The Woman Whose Phone 'Misdiagnosed HIV' (bbc.com)
An anonymous reader shares a report on BBC about a woman in Kenya, who downloaded a prank app that noted that she has HIV simply by "analyzing her fingerprint." While many people would have not trusted an app for such kind of diagnosis in the first place, and some would have figured that something is amiss about the app, the story tells the tale of people who are increasingly finding it hard to deal with the technological advances they see. From the report: Esther sells water on the side of the road in Kenya for a few dollars a day. She also owns a smartphone and ownership of such a device should, according to most of the received wisdom, empower its owner. But in fact it did quite the opposite for her when she acquired an app. It claimed to diagnose HIV simply by analysing her fingerprint on the touch screen. When researchers met her at her roadside workplace, she was worried. "She did not know if it was true and she was panicking," said researcher Laura de Reynal, who worked on a year-long study into the experiences of first-time smartphone users in Kenya. "And she wasn't the only one, there were others that came to us worried about this app and those were just the ones that were willing to speak out." The app was in fact a prank and anyone reading the comments on Google's Play Store would have seen that. However, many first-time smartphone users in Kenya get hold of apps via a friend's Bluetooth connection, rather than downloading them via the net, in order to save data. But the prank would not have been apparent via a Bluetooth share. "People are not able to understand the limits of the technology," said Ms de Reynal. "They think, because it was on a smartphone, it seems real and credible."
Any sufficiently advanced technology is indistinguishable from magic.
I also don't think this woman should be criticized. When I see the stupid things people who have grown up with technology do (as opposed to growing up dirt poor in Africa), she's no worse off than they are.
The smartphone did "empower her." It turns out that life does not work in dichotomies the way binary thinkers assume it must because, for whatever reason, that is all they can see. Did this new tool result in a net loss of capabilities for her? No, it just introduced a nasty unintended side effect based on her ignorance and a particular method of app distribution.
well, this sort of machine is seen in films and on TV (think: Star Trek, ...), obviously all of Star Trek is not true, but which bits are and which are not? Then there is an X Prize competition to make a Medical tricorder, so think before you laugh at her.
Someone once said that any technology advanced enough will appear as magic to someone who isn't used to it. (I'm sure if I weren't lazy I could google-fu who said that).
There are places around the world where economics and science dictated they skipped over the computer generation.
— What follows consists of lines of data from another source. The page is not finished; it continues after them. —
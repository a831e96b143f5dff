//! Certificate identity, chain and store types.
//!
//! Certificates are identified by their SHA-1 thumbprint. The store keeps
//! chain order and holds each certificate once.

use std::fmt;

use openssl::hash::MessageDigest;
use openssl::x509::{X509Ref, X509};

use crate::infra::error::{SigningError, SigningResult};

/// SHA-1 certificate thumbprint, the identity used for store de-duplication.
#[derive(Clone, Copy, PartialEq, Eq, Hash)]
pub struct Thumbprint([u8; 20]);

impl Thumbprint {
    pub fn of(cert: &X509Ref) -> SigningResult<Self> {
        let digest = cert.digest(MessageDigest::sha1())?;
        let bytes = <[u8; 20]>::try_from(&digest[..]).map_err(|_| {
            SigningError::CertificateError("unexpected thumbprint length".to_string())
        })?;
        Ok(Thumbprint(bytes))
    }

    #[must_use]
    pub fn as_bytes(&self) -> &[u8; 20] {
        &self.0
    }
}

impl fmt::Display for Thumbprint {
    fn fmt(&self, f: &mut fmt::Formatter<'_>) -> fmt::Result {
        f.write_str(&hex::encode_upper(self.0))
    }
}

impl fmt::Debug for Thumbprint {
    fn fmt(&self, f: &mut fmt::Formatter<'_>) -> fmt::Result {
        write!(f, "Thumbprint({self})")
    }
}

/// Ordered certificate chain: leaf first, root last.
#[derive(Clone)]
pub struct CertificateChain {
    elements: Vec<X509>,
}

impl CertificateChain {
    /// Invariant: `elements` is non-empty and ordered leaf to root.
    pub(crate) fn from_elements(elements: Vec<X509>) -> SigningResult<Self> {
        if elements.is_empty() {
            return Err(SigningError::ChainBuildError(
                "chain has no elements".to_string(),
            ));
        }
        Ok(Self { elements })
    }

    #[must_use]
    pub fn leaf(&self) -> &X509 {
        &self.elements[0]
    }

    #[must_use]
    pub fn root(&self) -> &X509 {
        &self.elements[self.elements.len() - 1]
    }

    #[must_use]
    pub fn elements(&self) -> &[X509] {
        &self.elements
    }

    #[must_use]
    pub fn len(&self) -> usize {
        self.elements.len()
    }

    #[must_use]
    pub fn is_empty(&self) -> bool {
        self.elements.is_empty()
    }
}

/// In-memory, non-persistent certificate collection.
///
/// Keeps insertion order and rejects duplicates by thumbprint.
#[derive(Clone, Default)]
pub struct CertificateStore {
    entries: Vec<(Thumbprint, X509)>,
}

impl CertificateStore {
    #[must_use]
    pub fn new() -> Self {
        Self::default()
    }

    /// Add a certificate; returns `false` when it was already present.
    pub fn add(&mut self, cert: &X509Ref) -> SigningResult<bool> {
        let thumbprint = Thumbprint::of(cert)?;
        if self.contains(&thumbprint) {
            return Ok(false);
        }
        self.entries.push((thumbprint, cert.to_owned()));
        Ok(true)
    }

    #[must_use]
    pub fn contains(&self, thumbprint: &Thumbprint) -> bool {
        self.entries.iter().any(|(t, _)| t == thumbprint)
    }

    pub fn certificates(&self) -> impl Iterator<Item = &X509> {
        self.entries.iter().map(|(_, cert)| cert)
    }

    pub fn thumbprints(&self) -> impl Iterator<Item = &Thumbprint> {
        self.entries.iter().map(|(t, _)| t)
    }

    #[must_use]
    pub fn len(&self) -> usize {
        self.entries.len()
    }

    #[must_use]
    pub fn is_empty(&self) -> bool {
        self.entries.is_empty()
    }
}

/// Parse one or more certificates from PEM (any number of blocks) or a
/// single DER certificate.
pub fn load_certificates(data: &[u8]) -> SigningResult<Vec<X509>> {
    let is_pem = data
        .windows(b"-----BEGIN".len())
        .any(|w| w == b"-----BEGIN");

    let certs = if is_pem {
        X509::stack_from_pem(data)
            .map_err(|e| SigningError::CertificateError(format!("Invalid PEM certificate: {e}")))?
    } else {
        vec![X509::from_der(data)
            .map_err(|e| SigningError::CertificateError(format!("Invalid DER certificate: {e}")))?]
    };

    if certs.is_empty() {
        return Err(SigningError::CertificateError(
            "No certificates found in input".to_string(),
        ));
    }
    Ok(certs)
}

/// Human readable subject for log lines.
pub(crate) fn describe(cert: &X509Ref) -> String {
    let subject = cert
        .subject_name()
        .entries()
        .filter_map(|entry| {
            let key = entry.object().nid().short_name().ok()?;
            let value = entry.data().as_utf8().ok()?;
            Some(format!("{key}={value}"))
        })
        .collect::<Vec<_>>()
        .join(", ");
    if subject.is_empty() {
        "<empty subject>".to_string()
    } else {
        subject
    }
}

impl fmt::Debug for CertificateChain {
    fn fmt(&self, f: &mut fmt::Formatter<'_>) -> fmt::Result {
        let subjects: Vec<String> = self.elements.iter().map(|c| describe(c)).collect();
        f.debug_struct("CertificateChain")
            .field("elements", &subjects)
            .finish()
    }
}

impl fmt::Debug for CertificateStore {
    fn fmt(&self, f: &mut fmt::Formatter<'_>) -> fmt::Result {
        write!(f, "CertificateStore(len={})", self.entries.len())
    }
}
They went straight from disconnected villages to smart phones. A lot of the tech and what can and can't be done with it was never learnt. The lady in the summary wasn't necessarily gullible, or stupid, nor did she believe the phone was "magic" I'm sure. However, how the phone worked was probably almost magical, with an unexplained technology she couldn't fathom how it might work.
Going from simple life to smart phone life, it's easy to see how someone can be fooled by what exactly is possible.
"That's the way to do it" - Punch
This was the most interesting part of the article (ignore the "Firefox operating system" error):
This is a great reminder of why I won't donate to moz://a.
Instead of spending money to improve Firefox, which badly needs some real improvement, moz://a squandered money researching the gullibility of third-worlders.
With Firefox now only around 5% of the browser market, and having only 0.03% (yes, a very small fraction of just 1%!) of the mobile browser market, wasting money on nonsensical "research" like this is the very last thing they should be doing.
Moz://a won't be able to have any influence on how third-worlders use the Internet if these third-worlders are using Chrome or some other non-Firefox browser. Since most third-world Internet users use a mobile device, Firefox's 0.03% of the market already means they're irrelevant.
Improving Firefox's performance, and reducing its memory usage, would be a lot more beneficial for these third-worlders than doing more "research" like this into their gullibility.
Part of the problem is in order to get trusted software, you need to have some sort of review process like the Apple Store, where only approved software is placed in, while this is good to make sure harmful or just bad taste software doesn't get placed in. It also creates a freedom issue, because like the Apple Store perfectly valid apps get rejected just because it may affect someones sensibilities, or step into Apples domain and they don't want to compete with your app.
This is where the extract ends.